(Saved entries)
:::::

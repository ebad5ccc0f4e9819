use axum::{
    Json,
    extract::{Path, RawQuery, State},
    http::{HeaderMap, StatusCode, header},
    response::{IntoResponse, Response},
};
use serde_json::json;
use solrgate_config::{ParamMap, ServerConfig, params::parse_query};
use solrgate_policy::Decision;
use solrgate_search::{
    AccessFilterSession, CallerDescriptor, ParallelAccessFilter, ParamMerger, ResponseFormat,
    SolrProbe, SuggestResponse, strip_access_filters,
};
use tracing::{debug, instrument};

use crate::error::ApiError;
use crate::state::{AppState, Runtime};

/// Parameter carrying the number of suggestions wanted.
const SUGGEST_COUNT: &str = "suggest.count";

pub async fn health() -> impl IntoResponse {
    Json(json!({"status": "ok"}))
}

/// Admission decision for a query, without running it.
pub async fn explain(
    State(state): State<AppState>,
    Path(handler): Path<String>,
    RawQuery(query): RawQuery,
) -> Json<Decision> {
    let runtime = state.runtime();
    let params = parse_query(query.as_deref().unwrap_or(""));
    Json(runtime.evaluator().evaluate(&handler, &params, None))
}

/// Forward an admitted search to Solr under the caller's access filter.
#[instrument(skip_all, fields(handler = %handler))]
pub async fn search(
    State(state): State<AppState>,
    Path(handler): Path<String>,
    RawQuery(query): RawQuery,
    headers: HeaderMap,
) -> Result<Response, ApiError> {
    let runtime = state.runtime();
    let params = parse_query(query.as_deref().unwrap_or(""));
    let merger = admit(&runtime, &handler, &params)?;

    let caller = caller_from_headers(&headers, &runtime.config().server);
    let filter = runtime.entitlement().fetch(&caller).await?;
    let filtered = !filter.is_empty();

    // Added after forced values so no handler setting can replace it
    let mut outgoing = merger.into_params();
    if filtered {
        outgoing
            .entry("fq".to_string())
            .or_default()
            .extend(filter.tagged_clauses());
    }
    let raw = runtime.solr().execute(&handler, &outgoing).await?;

    let format = ResponseFormat::detect(raw.content_type.as_deref(), first(&outgoing, "wt"));
    let body = if filtered && echoes_params(&outgoing) {
        strip_access_filters(&raw.body, format)?
    } else {
        raw.body
    };

    let content_type = raw.content_type.unwrap_or_else(|| match format {
        ResponseFormat::Json => "application/json".to_string(),
        ResponseFormat::Xml => "application/xml".to_string(),
    });
    Ok((StatusCode::OK, [(header::CONTENT_TYPE, content_type)], body).into_response())
}

/// Run an admitted suggest request and keep only suggestions the caller
/// can actually find.
#[instrument(skip_all, fields(handler = %handler))]
pub async fn suggest(
    State(state): State<AppState>,
    Path(handler): Path<String>,
    RawQuery(query): RawQuery,
    headers: HeaderMap,
) -> Result<Json<SuggestResponse>, ApiError> {
    let runtime = state.runtime();
    let settings = &runtime.config().suggest;
    let params = parse_query(query.as_deref().unwrap_or(""));

    let wanted = match first(&params, SUGGEST_COUNT) {
        Some(raw) => raw
            .parse::<usize>()
            .map_err(|_| ApiError::BadRequest(format!("{SUGGEST_COUNT} must be a count")))?,
        None => settings.default_count,
    };

    let mut merger = admit(&runtime, &handler, &params)?;
    merger.put(
        SUGGEST_COUNT,
        wanted.saturating_mul(settings.overfetch).to_string(),
    )?;
    let outgoing = merger.into_params();
    let mut response = runtime.solr().suggest(&handler, &outgoing).await?;

    let caller = caller_from_headers(&headers, &runtime.config().server);
    let session = AccessFilterSession::new(runtime.entitlement(), caller);
    let filter = ParallelAccessFilter::new(
        SolrProbe::new(runtime.solr().clone(), settings),
        settings.parallelism,
    );
    for result in response.results_mut() {
        let kept = filter.filter(&session, &result.suggestions, wanted).await?;
        debug!(
            candidates = result.suggestions.len(),
            kept = kept.len(),
            "Filtered suggestions"
        );
        result.num_found = kept.len() as u64;
        result.suggestions = kept;
    }
    Ok(Json(response))
}

/// Evaluate `params` for `handler` and, when admitted, seed a merger with
/// the handler's defaults, forced values and the user's params.
fn admit(runtime: &Runtime, handler: &str, params: &ParamMap) -> Result<ParamMerger, ApiError> {
    let decision = runtime.evaluator().evaluate(handler, params, None);
    if !decision.allowed {
        return Err(ApiError::Denied(decision));
    }
    debug!(weight = decision.weight, "Request admitted");

    let config = runtime.config();
    let handler_config = config
        .handler(handler)
        .ok_or_else(|| ApiError::UnknownHandler(handler.to_string()))?;
    let mut merger = ParamMerger::new(
        handler_config.default_params(),
        handler_config.forced_params(),
    )
    .with_cumulative(config.cumulative_params.iter().cloned());
    for (key, values) in params {
        merger.put_all(key, values.iter().cloned())?;
    }
    Ok(merger)
}

fn first<'a>(params: &'a ParamMap, key: &str) -> Option<&'a str> {
    params
        .get(key)
        .and_then(|v| v.first())
        .map(String::as_str)
}

/// Whether Solr will echo our filter back. Stock handlers echo explicit
/// params unless told `echoParams=none`.
fn echoes_params(params: &ParamMap) -> bool {
    first(params, "echoParams") != Some("none")
}

pub(crate) fn caller_from_headers(headers: &HeaderMap, server: &ServerConfig) -> CallerDescriptor {
    let text = |name: &str| {
        headers
            .get(name)
            .and_then(|v| v.to_str().ok())
            .map(str::trim)
            .filter(|v| !v.is_empty())
    };

    let mut caller = CallerDescriptor::anonymous();
    if let Some(user) = text(&server.user_header) {
        caller = caller.with_user(user);
    }
    if let Some(groups) = text(&server.groups_header) {
        caller = caller.with_groups(
            groups
                .split(',')
                .map(str::trim)
                .filter(|g| !g.is_empty()),
        );
    }
    if let Some(forwarded) = text("x-forwarded-for")
        && let Some(address) = forwarded.split(',').next()
    {
        caller = caller.with_address(address.trim());
    }
    caller
}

:::::

Output the data in full, exactly as it stands.

**Problem solution:**
repository ebad5ccc0f4e9819
use axum::{
    Json,
    extract::{Path, RawQuery, State},
    http::{HeaderMap, StatusCode, header},
    response::{IntoResponse, Response},
};
use serde_json::json;
use solrgate_config::{ParamMap, ServerConfig, params::parse_query};
use solrgate_policy::Decision;
use solrgate_search::{
    AccessFilterSession, CallerDescriptor, ParallelAccessFilter, ParamMerger, ResponseFormat,
    SolrProbe, SuggestResponse, strip_access_filters,
};
use tracing::{debug, instrument};

use crate::error::ApiError;
use crate::state::{AppState, Runtime};

/// Parameter carrying the number of suggestions wanted.
const SUGGEST_COUNT: &str = "suggest.count";

pub async fn health() -> impl IntoResponse {
    Json(json!({"status": "ok"}))
}

/// Admission decision for a query, without running it.
pub async fn explain(
    State(state): State<AppState>,
    Path(handler): Path<String>,
    RawQuery(query): RawQuery,
) -> Json<Decision> {
    let runtime = state.runtime();
    let params = parse_query(query.as_deref().unwrap_or(""));
    Json(runtime.evaluator().evaluate(&handler, &params, None))
}

/// Forward an admitted search to Solr under the caller's access filter.
#[instrument(skip_all, fields(handler = %handler))]
pub async fn search(
    State(state): State<AppState>,
    Path(handler): Path<String>,
    RawQuery(query): RawQuery,
    headers: HeaderMap,
) -> Result<Response, ApiError> {
    let runtime = state.runtime();
    let params = parse_query(query.as_deref().unwrap_or(""));
    let merger = admit(&runtime, &handler, &params)?;

    let caller = caller_from_headers(&headers, &runtime.config().server);
    let filter = runtime.entitlement().fetch(&caller).await?;
    let filtered = !filter.is_empty();

    // Added after forced values so no handler setting can replace it
    let mut outgoing = merger.into_params();
    if filtered {
        outgoing
            .entry("fq".to_string())
            .or_default()
            .extend(filter.tagged_clauses());
    }
    let raw = runtime.solr().execute(&handler, &outgoing).await?;

    let format = ResponseFormat::detect(raw.content_type.as_deref(), first(&outgoing, "wt"));
    let body = if filtered && echoes_params(&outgoing) {
        strip_access_filters(&raw.body, format)?
    } else {
        raw.body
    };

    let content_type = raw.content_type.unwrap_or_else(|| match format {
        ResponseFormat::Json => "application/json".to_string(),
        ResponseFormat::Xml => "application/xml".to_string(),
    });
    Ok((StatusCode::OK, [(header::CONTENT_TYPE, content_type)], body).into_response())
}

/// Run an admitted suggest request and keep only suggestions the caller
/// can actually find.
#[instrument(skip_all, fields(handler = %handler))]
pub async fn suggest(
    State(state): State<AppState>,
    Path(handler): Path<String>,
    RawQuery(query): RawQuery,
    headers: HeaderMap,
) -> Result<Json<SuggestResponse>, ApiError> {
    let runtime = state.runtime();
    let settings = &runtime.config().suggest;
    let params = parse_query(query.as_deref().unwrap_or(""));

    let wanted = match first(&params, SUGGEST_COUNT) {
        Some(raw) => raw
            .parse::<usize>()
            .map_err(|_| ApiError::BadRequest(format!("{SUGGEST_COUNT} must be a count")))?,
        None => settings.default_count,
    };

    let mut merger = admit(&runtime, &handler, &params)?;
    merger.put(
        SUGGEST_COUNT,
        wanted.saturating_mul(settings.overfetch).to_string(),
    )?;
    let outgoing = merger.into_params();
    let mut response = runtime.solr().suggest(&handler, &outgoing).await?;

    let caller = caller_from_headers(&headers, &runtime.config().server);
    let session = AccessFilterSession::new(runtime.entitlement(), caller);
    let filter = ParallelAccessFilter::new(
        SolrProbe::new(runtime.solr().clone(), settings),
        settings.parallelism,
    );
    for result in response.results_mut() {
        let kept = filter.filter(&session, &result.suggestions, wanted).await?;
        debug!(
            candidates = result.suggestions.len(),
            kept = kept.len(),
            "Filtered suggestions"
        );
        result.num_found = kept.len() as u64;
        result.suggestions = kept;
    }
    Ok(Json(response))
}

/// Evaluate `params` for `handler` and, when admitted, seed a merger with
/// the handler's defaults, forced values and the user's params.
fn admit(runtime: &Runtime, handler: &str, params: &ParamMap) -> Result<ParamMerger, ApiError> {
    let decision = runtime.evaluator().evaluate(handler, params, None);
    if !decision.allowed {
        return Err(ApiError::Denied(decision));
    }
    debug!(weight = decision.weight, "Request admitted");

    let config = runtime.config();
    let handler_config = config
        .handler(handler)
        .ok_or_else(|| ApiError::UnknownHandler(handler.to_string()))?;
    let mut merger = ParamMerger::new(
        handler_config.default_params(),
        handler_config.forced_params(),
    )
    .with_cumulative(config.cumulative_params.iter().cloned());
    for (key, values) in params {
        merger.put_all(key, values.iter().cloned())?;
    }
    Ok(merger)
}

fn first<'a>(params: &'a ParamMap, key: &str) -> Option<&'a str> {
    params
        .get(key)
        .and_then(|v| v.first())
        .map(String::as_str)
}

/// Whether Solr will echo our filter back. Stock handlers echo explicit
/// params unless told `echoParams=none`.
fn echoes_params(params: &ParamMap) -> bool {
    first(params, "echoParams") != Some("none")
}

pub(crate) fn caller_from_headers(headers: &HeaderMap, server: &ServerConfig) -> CallerDescriptor {
    let text = |name: &str| {
        headers
            .get(name)
            .and_then(|v| v.to_str().ok())
            .map(str::trim)
            .filter(|v| !v.is_empty())
    };

    let mut caller = CallerDescriptor::anonymous();
    if let Some(user) = text(&server.user_header) {
        caller = caller.with_user(user);
    }
    if let Some(groups) = text(&server.groups_header) {
        caller = caller.with_groups(
            groups
                .split(',')
                .map(str::trim)
                .filter(|g| !g.is_empty()),
        );
    }
    if let Some(forwarded) = text("x-forwarded-for")
        && let Some(address) = forwarded.split(',').next()
    {
        caller = caller.with_address(address.trim());
    }
    caller
}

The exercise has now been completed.